Patrio T. Señeres Jr. Prof. Atty. Victor T. Tullaian

Case Digests [58 SCRA 336; G.R. No. L-20620; 15 Aug 1974]


In 1947, the republic, through the Armed Forces of the Philippines (AFP),
entered into a lease agreement with Castelvi on a year-to-year basis. When Castelvi
gave notice to terminate the lease in 1956, the AFP refused. She then instituted an
ejectment proceeding against the AFP. In 1959, however, the republic commenced
the expropriation proceedings for the land.


Whether or Not the compensation should be determined as of 1947 or 1959.


The Supreme Court ruled that the “taking” should not be reckoned as of 1947, and
that just compensation should not be determined on the basis of the value of the
property as of that year.
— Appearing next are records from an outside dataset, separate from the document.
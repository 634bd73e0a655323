#![deny(missing_docs)]
//! Shared logging utilities for the AVS workspace.
//!
//! This crate provides the `avs_*` logging macros used across the codebase,
//! the logger initialisation used by the binary, and a minimal test
//! initializer for the global logger.

use std::fs::File;
use std::path::{Path, PathBuf};

#[doc(hidden)]
pub use log;
pub use log::LevelFilter;

use simplelog::{
    ColorChoice, CombinedLogger, Config, ConfigBuilder, SharedLogger, TermLogger, TerminalMode,
    WriteLogger,
};

/// Default log file, relative to the current working directory.
pub const DEFAULT_LOG_FILE: &str = "./avs.log";

/// Logs a trace-level message using the global logging facade.
#[macro_export]
macro_rules! avs_trace {
    ($($arg:tt)*) => {{
        $crate::log::trace!($($arg)*);
    }};
}

/// Logs a debug-level message using the global logging facade.
#[macro_export]
macro_rules! avs_debug {
    ($($arg:tt)*) => {{
        $crate::log::debug!($($arg)*);
    }};
}

/// Logs an info-level message using the global logging facade.
#[macro_export]
macro_rules! avs_info {
    ($($arg:tt)*) => {{
        $crate::log::info!($($arg)*);
    }};
}

/// Logs a warn-level message using the global logging facade.
#[macro_export]
macro_rules! avs_warn {
    ($($arg:tt)*) => {{
        $crate::log::warn!($($arg)*);
    }};
}

/// Logs an error-level message using the global logging facade.
#[macro_export]
macro_rules! avs_error {
    ($($arg:tt)*) => {{
        $crate::log::error!($($arg)*);
    }};
}

/// Destination for log output.
#[derive(Debug, Clone, PartialEq, Eq)]
pub enum LogDestination {
    /// Write to the given file, truncating it.
    File(PathBuf),
    /// Write to the terminal (stderr for warnings and errors).
    Terminal,
    /// Write to both the terminal and the given file.
    Both(PathBuf),
}

impl LogDestination {
    /// Picks the destination for a command-line run: no log file means the
    /// terminal; a log file alone is written silently unless `echo` asks for
    /// the terminal as well.
    pub fn select(log_file: Option<PathBuf>, echo: bool) -> Self {
        match log_file {
            None => LogDestination::Terminal,
            Some(path) if echo => LogDestination::Both(path),
            Some(path) => LogDestination::File(path),
        }
    }
}

/// Initialize the global logger with the given destination and level.
///
/// A file that cannot be created is reported on stderr and skipped; the
/// terminal logger (if requested) is still installed.
pub fn initialize(destination: LogDestination, level: LevelFilter) {
    let config = build_config();

    let loggers: Vec<Box<dyn SharedLogger>> = match destination {
        LogDestination::File(path) => match create_file_logger(&path, level, config) {
            Some(file_logger) => vec![file_logger],
            None => return,
        },
        LogDestination::Terminal => {
            vec![TermLogger::new(
                level,
                config,
                TerminalMode::Mixed,
                ColorChoice::Auto,
            )]
        }
        LogDestination::Both(path) => {
            let mut loggers: Vec<Box<dyn SharedLogger>> = vec![TermLogger::new(
                level,
                config.clone(),
                TerminalMode::Mixed,
                ColorChoice::Auto,
            )];
            if let Some(file_logger) = create_file_logger(&path, level, config) {
                loggers.push(file_logger);
            }
            loggers
        }
    };

    let _ = CombinedLogger::init(loggers);
}

/// Maps a `-v` repetition count onto a level filter.
pub fn level_from_verbosity(verbose: u8) -> LevelFilter {
    match verbose {
        0 => LevelFilter::Warn,
        1 => LevelFilter::Info,
        2 => LevelFilter::Debug,
        _ => LevelFilter::Trace,
    }
}

/// Initializes a simple terminal logger for use in unit tests.
///
/// This safely no-ops if another logger has already been initialized.
pub fn initialize_for_tests() {
    // Use debug level in debug builds, info in release builds.
    let level = if cfg!(debug_assertions) {
        LevelFilter::Debug
    } else {
        LevelFilter::Info
    };

    // Ignore the error if a logger was already set by another test.
    let _ = CombinedLogger::init(vec![TermLogger::new(
        level,
        Config::default(),
        TerminalMode::Mixed,
        ColorChoice::Auto,
    )]);
}

fn build_config() -> Config {
    ConfigBuilder::new()
        .set_time_format_rfc3339()
        .set_target_level(LevelFilter::Error)
        .build()
}

fn create_file_logger(
    path: &Path,
    level: LevelFilter,
    config: Config,
) -> Option<Box<WriteLogger<File>>> {
    match File::create(path) {
        Ok(file) => Some(WriteLogger::new(level, config, file)),
        Err(err) => {
            eprintln!("Warning: Could not create log file at {:?}: {}", path, err);
            None
        }
    }
}
//! AVS engine: receipt fetching and extraction, batch aggregation, PDF
//! rendering and file persistence.
mod aggregate;
mod decode;
mod extract;
mod fetch;
mod filename;
mod persist;
mod receipt;
mod render;
mod types;

pub use aggregate::{aggregate, ChannelProgressSink, NullProgressSink, ProgressSink};
pub use decode::{decode_html, decode_page, DecodedHtml};
pub use extract::{ReceiptFieldStrategy, SelectorConfig, SelectorError, SelectorStrategy};
pub use fetch::{FetchSettings, Fetcher, ReqwestFetcher, BROWSER_USER_AGENT};
pub use filename::session_filename;
pub use persist::{ensure_dir, AtomicFileWriter, PersistError};
pub use receipt::{parse_issued_at, Clock, ReceiptExtractor, ReceiptSource};
pub use render::{DocumentRenderer, PdfRenderer, RenderError};
pub use types::{
    AggregationEvent, ExtractionError, FailureKind, FetchError, FetchMetadata, FetchOutput,
    ReceiptField,
};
The requisites for taking are: 1) the expropriator must enter a
private property, 2) the entry must be for more than a momentary period, 3) it must be
under warrant or color of authorities, 4) the property must be devoted for public
use or otherwise informally appropriated or injuriously affected, and 5) the utilization
of the property for public use must be such a way as to oust theowner and deprive him
of beneficial enjoyment of the property. Under Sec. 4 Rule 67 of the Rules of Court,
“just compensation” is to be determined as of the date of the filing of the complaint.

The Supreme Court has ruled that when the taking of the property sought to
be expropriated coincides with the commencement of the expropriation proceedings,
or takes place subsequent to the filing of the complaint for eminent domain, the just
compensation should be determined as of the date of the filing of the complaint. In the
instant case, it is undisputed that the Republic was placed in possession of the
Castelvi property, by authority of court, on August 10, 1959.
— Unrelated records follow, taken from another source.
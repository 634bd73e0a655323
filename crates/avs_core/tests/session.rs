use std::collections::BTreeSet;

use avs_core::{
    AggregationResult, InMemorySession, SessionContext, SessionStore, TripMetadata,
};

fn init_logging() {
    avs_logging::initialize_for_tests();
}

fn result(total: &str) -> AggregationResult {
    AggregationResult {
        items: Vec::new(),
        combined_total: total.to_string(),
        issuers: BTreeSet::new(),
        last_timestamp: None,
        failed_urls: Vec::new(),
    }
}

#[test]
fn add_url_appends_in_order_and_keeps_duplicates() {
    init_logging();
    let mut store = InMemorySession::new();
    let mut ctx = SessionContext::new(&mut store);

    assert_eq!(ctx.add_url("https://a.example/nfce").unwrap(), 1);
    assert_eq!(ctx.add_url("  https://b.example/nfce \n").unwrap(), 2);
    assert_eq!(ctx.add_url("https://a.example/nfce").unwrap(), 3);
    assert_eq!(ctx.add_url("   ").unwrap(), 3);

    assert_eq!(
        ctx.pending_urls().unwrap(),
        vec![
            "https://a.example/nfce".to_string(),
            "https://b.example/nfce".to_string(),
            "https://a.example/nfce".to_string(),
        ]
    );
}

#[test]
fn new_aggregation_supersedes_previous() {
    init_logging();
    let mut store = InMemorySession::new();
    let trip = TripMetadata {
        destination: "Curitiba".to_string(),
        request_type: "ressarcimento".to_string(),
    };
    {
        let mut ctx = SessionContext::new(&mut store);
        ctx.record_authorization(&result("10,00"), &trip).unwrap();
        ctx.record_authorization(&result("20,00"), &trip).unwrap();
    }
    let stored = store.load_aggregation().unwrap().unwrap();
    assert_eq!(stored.combined_total, "20,00");
    assert_eq!(store.load_trip().unwrap(), Some(trip));
}

#[test]
fn clear_resets_urls_and_aggregation() {
    init_logging();
    let mut store = InMemorySession::new();
    let mut ctx = SessionContext::new(&mut store);
    ctx.add_url("https://a.example/nfce").unwrap();
    ctx.record_authorization(&result("10,00"), &TripMetadata::default())
        .unwrap();

    ctx.clear().unwrap();

    assert!(ctx.pending_urls().unwrap().is_empty());
    assert!(ctx.aggregation().unwrap().is_none());
}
The “taking” of the Castelvi property for the purposes of determining the just
compensation to be paid must, therefore, be reckoned as of June 26, 1959 when the
complaint for eminent domain was filed. There is no basis to the contention of the
Republic that a lease on a year-to-year basis can give rise to permanent right to
occupy since by express provision a lease made for a determinate time, as was the
lease of Castelvi land in the instant case, ceases upon the day fixed, without need of a
demand (Art. 1669, New Civil Code). The Supreme Court, however, did not apply
Art. 1250 of the New Civil Code for the adjustment of the peso rate in times of
extraordinary inflation or deflation because in eminent domain cases the obligation to
pay arises from law independent of contract.